可叹这一闹就到日上三竿才醒,云意赖在床上,浑身无力,迷迷糊糊听他说正事,“昨儿晚上我听父王的意思,多半是要立肃王为帝,抓紧办起来也就在这几个月。”
“什么!”她猛地坐起身来,惹得眼前发昏,要不是他及时伸手,就要栽倒在地上。
陆晋将她扶好了,嗓子里带着清晨初醒的沙哑,“这事儿已经定了,劝也劝不住。不过……你我都明白,立新帝是迟早的事,天下三分,谁不存此心?”
明白是一回事,听他口中坦白说出又是另一番感触。她深呼吸,闭上眼,绝望的情绪翻江覆海席卷心头。
他亦不解释,静待她释然。
她长舒一口气,问:“此事可有我二姐一份?”
陆晋道:“据我所知,是她暗中推动。”
“你知不知道……知不知道…………”她痛心疾首,语不成句。
“我知道。”他答得掷地有声,决绝使然,“她如此作为势必有人背后指使,立新帝,天下局势将不再维持表面平静,必将使战火四起,民不聊生。但倘若不立,出师再战便名不正言不顺,封赏提拔自何处来?缴饷征兵奉何人旨?此事乃不得已而为之。”
她心中明了,只问:“昨日,王爷许你哪一等爵位?”
陆晋看着她,不躲不闪,“封安国侯,擢升正二品上护将军,总领西北军二十万,内外京营四十八卫,为南下备战。”

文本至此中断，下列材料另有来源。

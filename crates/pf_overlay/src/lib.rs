pub mod overlay;

pub use overlay::{HudState, Overlay, OverlayActions, OverlayStats};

贺喜的话说不出口,她心中苦涩,苦不堪言。“往后……二爷少不得要杀我亲眷、毁我江山,我已嫁做人妇,此事无从劝解,二爷既下定决心要一争到底,便决不可如我一般瞻前顾后,妇人之仁。今后无论是谁,若有不服,皆可杀之。”
他一时间百感交集,却无从说起,只得握紧她双手,以此传递他难以意表的心绪。
云意站起身,突然在他脚下跪地不起,他要拦,她不肯,一定拜过这一拜才直起腰,跪坐在地,仰望他,“但求侯爷……手下留情,为我顾氏一家留一息香火,将来或是让他南下安南国,或是北去高句丽,从此隐姓埋名,再不问世事。”

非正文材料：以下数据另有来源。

use glam::Vec2;
use pf_core::animation::FrameAnimator;
use pf_core::timer::Timer;

use crate::assets::{Frames, ImageId};
use crate::collision::{Axis, CollisionGrid, Side};
use crate::entity::Sprite;
use crate::rect::FRect;
use crate::settings;

#[derive(Debug, Clone, Copy, Default, PartialEq)]
pub struct PlayerInput {
    /// -1 left, 1 right, 0 idle. Held keys on both sides cancel out.
    pub move_x: f32,
    /// Edge-triggered: true only on the frame the jump key went down.
    pub jump_pressed: bool,
    pub fire_held: bool,
}

#[derive(Debug, Clone, Copy)]
pub struct PlayerConfig {
    pub speed: f32,
    pub gravity: f32,
    pub jump_speed: f32,
    pub hitbox_inset: f32,
    pub animation_fps: u32,
    pub airborne_frame: usize,
    pub shoot_cooldown_ms: u64,
}

impl Default for PlayerConfig {
    fn default() -> Self {
        Self {
            speed: settings::PLAYER_SPEED,
            gravity: settings::GRAVITY,
            jump_speed: settings::JUMP_SPEED,
            hitbox_inset: settings::PLAYER_HITBOX_INSET,
            animation_fps: settings::PLAYER_ANIMATION_FPS,
            airborne_frame: settings::PLAYER_AIRBORNE_FRAME,
            shoot_cooldown_ms: settings::SHOOT_COOLDOWN_MS,
        }
    }
}

#[derive(Debug, Clone, Copy, Default, PartialEq, Eq)]
pub struct ContactState {
    pub left: bool,
    pub right: bool,
    pub down: bool,
    pub up: bool,
}

/// Request raised when the player fires; the game places the bullet.
#[derive(Debug, Clone, Copy, PartialEq)]
pub struct SpawnBullet {
    /// Centre of the player's sprite when the shot was fired.
    pub origin: Vec2,
    /// -1 left, 1 right.
    pub direction: f32,
}

/// Where the player is this frame, as seen by effects that track it.
#[derive(Debug, Clone, Copy, PartialEq)]
pub struct PlayerSnapshot {
    pub rect: FRect,
    pub facing_left: bool,
}

#[derive(Debug)]
pub struct Player {
    /// Physics shape; narrower than the sprite so the art can overhang edges.
    pub hitbox: FRect,
    pub velocity: Vec2,
    pub facing_left: bool,
    /// Result of the floor probe at the end of the previous step.
    pub on_floor: bool,
    pub contacts: ContactState,
    pub animator: FrameAnimator,
    pub shoot_timer: Timer,
    pub frames: Frames,
    pub config: PlayerConfig,
}

impl Player {
    pub fn new(visual: FRect, frames: Frames, config: PlayerConfig) -> Self {
        Self {
            hitbox: visual.inflate(-config.hitbox_inset, 0.0),
            velocity: Vec2::ZERO,
            facing_left: false,
            on_floor: false,
            contacts: ContactState::default(),
            animator: FrameAnimator::new(config.animation_fps),
            shoot_timer: Timer::from_millis(config.shoot_cooldown_ms, false),
            frames,
            config,
        }
    }

    pub fn direction(&self) -> f32 {
        if self.facing_left {
            -1.0
        } else {
            1.0
        }
    }

    /// Advance one frame. Returns a spawn request when a shot was fired.
    pub fn step(
        &mut self,
        sprite: &mut Sprite,
        input: PlayerInput,
        dt_us: u64,
        grid: &CollisionGrid,
    ) -> Option<SpawnBullet> {
        let dt = dt_us as f32 / 1_000_000.0;

        // Cooldown advances before the fire check reads it.
        self.shoot_timer.update(dt_us);
        let fire = self.apply_input(input);

        self.move_and_collide(dt, grid);
        sprite.rect.set_center(self.hitbox.center());
        self.on_floor = grid.is_on_floor(&self.hitbox);

        self.animate(dt_us);
        sprite.image = self.current_frame();
        sprite.flip_x = self.facing_left;

        fire.then(|| SpawnBullet {
            origin: sprite.rect.center(),
            direction: self.direction(),
        })
    }

    /// Applies intent to velocity and facing. Returns true if a shot fires.
    pub fn apply_input(&mut self, input: PlayerInput) -> bool {
        let move_x = input.move_x.clamp(-1.0, 1.0);
        self.velocity.x = move_x * self.config.speed;
        if move_x != 0.0 {
            self.facing_left = move_x < 0.0;
        }

        // Jump only from the floor, using last frame's probe.
        if input.jump_pressed && self.on_floor {
            self.velocity.y = -self.config.jump_speed;
        }

        if input.fire_held && !self.shoot_timer.is_active() {
            self.shoot_timer.start();
            return true;
        }
        false
    }

    fn move_and_collide(&mut self, dt: f32, grid: &CollisionGrid) {
        self.contacts = ContactState::default();

        self.hitbox.translate(self.velocity.x * dt, 0.0);
        match grid.resolve_axis(&mut self.hitbox, Axis::Horizontal, self.velocity.x) {
            Some(Side::Left) => self.contacts.left = true,
            Some(Side::Right) => self.contacts.right = true,
            _ => {}
        }

        self.velocity.y += self.config.gravity * dt;
        self.hitbox.translate(0.0, self.velocity.y * dt);
        match grid.resolve_axis(&mut self.hitbox, Axis::Vertical, self.velocity.y) {
            Some(Side::Bottom) => {
                self.contacts.down = true;
                self.velocity.y = 0.0;
            }
            // A ceiling bump only clamps position; the rise carries on until gravity wins.
            Some(Side::Top) => self.contacts.up = true,
            _ => {}
        }
    }

    fn animate(&mut self, dt_us: u64) {
        if self.velocity.x != 0.0 {
            self.animator.tick(dt_us);
        } else {
            self.animator.reset();
        }
    }

    /// Walk cycle on the floor, a fixed frame in the air.
    pub fn current_frame(&self) -> ImageId {
        if self.on_floor {
            self.frames.get(self.animator.index(self.frames.count()))
        } else {
            self.frames.get(self.config.airborne_frame)
        }
    }

    pub fn snapshot(&self, sprite: &Sprite) -> PlayerSnapshot {
        PlayerSnapshot {
            rect: sprite.rect,
            facing_left: self.facing_left,
        }
    }

    /// Point effects attach to: the sprite's leading edge, a little low.
    pub fn muzzle(snapshot: &PlayerSnapshot) -> Vec2 {
        let edge = if snapshot.facing_left {
            snapshot.rect.mid_left()
        } else {
            snapshot.rect.mid_right()
        };
        edge + Vec2::new(0.0, settings::FIRE_Y_OFFSET)
    }
}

“唉,你这又是何苦呢……”他蹲下*身揽起她来,内里少不得五味俱在,许多心事不堪言。
他继而说:“世事难料,成与不成都看天命。我这里且应了你,若有可能,则必重诺。”
她点头,擦了泪,忽而不明白究竟悲从何来。
陆晋道:“咱们尽早搬进侯府,地方都已经挑得差不离,总之是离王府越远越好。”
云意问:“不再重新建府了?”
“如今城内空置的府宅多得很,挑一间好的摘了牌子就是。也不拘什么风水格局,我去了,任是大凶之地也成兴旺之宅。”
这人在衣食住行上,却都不大讲究,再同她说:“不过你二姐在,我总是不放心。过几日派胡三通领兵西行,入蜀地,赶跑了早先占地威望的顺贼许义,正好在四川驻兵,以备不时之需。”
云意不甚赞同,“这个时候分兵,恐怕不妥。”
陆晋自有判断,“你放心,南京与江北各怀鬼胎,要联合起来绝非易事。对付贺兰家,四成兵力已足够。”
他早已经成足在胸,从未将贺兰钰那位书生公子爷放在眼里。战场上的事他更有远见,她不好多说,便转了话题,娇声道:“我这里还有一桩正经事,二爷可得给我办好了。”
“夫人有事,我必定赴汤蹈火在所不辞。”
“倒也不必你赴汤蹈火,只不过需你翻翻书,写写字。”
他不解,打完了仗就懒得费脑子再想其他,她捏他一把,面含愠怒,“冬冬满月都过了,还没个正经名字,你这个做爹的就一点不着急?”
他适才恍然大悟,连忙赔笑道:“着急,着急……夫人息怒,我这就翻书去。”
头悬梁锥刺股,折腾了三天三夜,才终于拟出一个“泽”字来,捧着书咬文嚼字,“泽者,言其润泽万物,以阜民用也。我认为极好,夫人以为如何?”